[Data excerpts]
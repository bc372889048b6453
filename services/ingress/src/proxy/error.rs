//! Session error types.

use std::io;
use std::time::Duration;

use thiserror::Error;

use super::proxy_protocol::ProxyHeaderError;
use super::session::SessionState;

/// Failure of a single proxied session.
///
/// Each variant ends the session; nothing is retried. Recognised-but-
/// unroutable connections are not errors and never show up here.
#[derive(Debug, Error)]
pub enum ProxyError {
    /// Reading the ClientHello from the client failed.
    #[error("reading client hello failed: {0}")]
    Read(#[source] io::Error),

    /// Client closed the connection before sending anything.
    #[error("client closed before sending a client hello")]
    ClientClosed,

    /// Client sent nothing within the read timeout.
    #[error("no client hello within {0:?}")]
    ReadTimeout(Duration),

    /// The resolver task panicked or was cancelled.
    #[error("resolver failed: {0}")]
    Resolver(String),

    /// Could not connect to the upstream.
    #[error("cannot connect to upstream {upstream}: {source}")]
    Dial {
        upstream: String,
        #[source]
        source: io::Error,
    },

    /// Connecting to the upstream took longer than the dial timeout.
    #[error("connecting to upstream {upstream} timed out after {timeout:?}")]
    DialTimeout { upstream: String, timeout: Duration },

    /// A socket address needed for the PROXY header was unavailable.
    #[error("socket address unavailable: {0}")]
    SocketAddr(#[source] io::Error),

    /// The PROXY header could not be built.
    #[error("building PROXY header failed: {0}")]
    Header(#[from] ProxyHeaderError),

    /// Writing the PROXY header to the upstream failed.
    #[error("sending PROXY header failed: {0}")]
    SendHeader(#[source] io::Error),

    /// Replaying the captured ClientHello to the upstream failed.
    #[error("replaying client hello failed: {0}")]
    Replay(#[source] io::Error),

    /// Relaying traffic failed after the handshake was replayed.
    #[error("relaying traffic failed: {0}")]
    Pump(#[source] io::Error),
}

impl ProxyError {
    /// State the session was in when it failed.
    pub fn state(&self) -> SessionState {
        match self {
            ProxyError::Read(_) | ProxyError::ClientClosed | ProxyError::ReadTimeout(_) => {
                SessionState::Reading
            }
            ProxyError::Resolver(_) => SessionState::Resolving,
            ProxyError::Dial { .. } | ProxyError::DialTimeout { .. } => SessionState::Dialing,
            ProxyError::SocketAddr(_) | ProxyError::Header(_) | ProxyError::SendHeader(_) => {
                SessionState::SendingHeader
            }
            ProxyError::Replay(_) => SessionState::Replaying,
            ProxyError::Pump(_) => SessionState::Pumping,
        }
    }

    /// Standardized reason code for this error.
    pub fn reason_code(&self) -> &'static str {
        match self {
            ProxyError::Read(_) => "read_failed",
            ProxyError::ClientClosed => "client_closed",
            ProxyError::ReadTimeout(_) => "read_timeout",
            ProxyError::Resolver(_) => "resolver_failed",
            ProxyError::Dial { .. } => "dial_failed",
            ProxyError::DialTimeout { .. } => "dial_timeout",
            ProxyError::SocketAddr(_) => "socket_addr_unavailable",
            ProxyError::Header(_) => "proxy_header_invalid",
            ProxyError::SendHeader(_) => "proxy_header_send_failed",
            ProxyError::Replay(_) => "replay_failed",
            ProxyError::Pump(_) => "pump_failed",
        }
    }

    /// Whether the upstream could not be reached.
    pub fn is_upstream_unavailable(&self) -> bool {
        matches!(self, ProxyError::Dial { .. } | ProxyError::DialTimeout { .. })
    }
}

#[cfg(test)]
mod tests {
    use super::*;

    #[test]
    fn test_errors_map_to_failing_state() {
        assert_eq!(ProxyError::ClientClosed.state(), SessionState::Reading);
        assert_eq!(
            ProxyError::DialTimeout {
                upstream: "10.0.0.1:443".to_string(),
                timeout: Duration::from_secs(2),
            }
            .state(),
            SessionState::Dialing
        );
        assert_eq!(
            ProxyError::Header(ProxyHeaderError::InvalidPort("x".to_string())).state(),
            SessionState::SendingHeader
        );
        assert_eq!(
            ProxyError::Pump(io::Error::from(io::ErrorKind::ConnectionReset)).state(),
            SessionState::Pumping
        );
    }

    #[test]
    fn test_upstream_unavailable() {
        let err = ProxyError::Dial {
            upstream: "10.0.0.1:443".to_string(),
            source: io::Error::from(io::ErrorKind::ConnectionRefused),
        };
        assert!(err.is_upstream_unavailable());
        assert_eq!(err.reason_code(), "dial_failed");
        assert!(!ProxyError::ClientClosed.is_upstream_unavailable());
    }
}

_Task instructions_
Could you reproduce, exactly, every line above from the line with "use super::session::SessionState;" to the line with "header was unavailable.", and no other line? Both ends count.

_Response for this exercise_
use super::session::SessionState;

/// Failure of a single proxied session.
///
/// Each variant ends the session; nothing is retried. Recognised-but-
/// unroutable connections are not errors and never show up here.
#[derive(Debug, Error)]
pub enum ProxyError {
    /// Reading the ClientHello from the client failed.
    #[error("reading client hello failed: {0}")]
    Read(#[source] io::Error),

    /// Client closed the connection before sending anything.
    #[error("client closed before sending a client hello")]
    ClientClosed,

    /// Client sent nothing within the read timeout.
    #[error("no client hello within {0:?}")]
    ReadTimeout(Duration),

    /// The resolver task panicked or was cancelled.
    #[error("resolver failed: {0}")]
    Resolver(String),

    /// Could not connect to the upstream.
    #[error("cannot connect to upstream {upstream}: {source}")]
    Dial {
        upstream: String,
        #[source]
        source: io::Error,
    },

    /// Connecting to the upstream took longer than the dial timeout.
    #[error("connecting to upstream {upstream} timed out after {timeout:?}")]
    DialTimeout { upstream: String, timeout: Duration },

    /// A socket address needed for the PROXY header was unavailable.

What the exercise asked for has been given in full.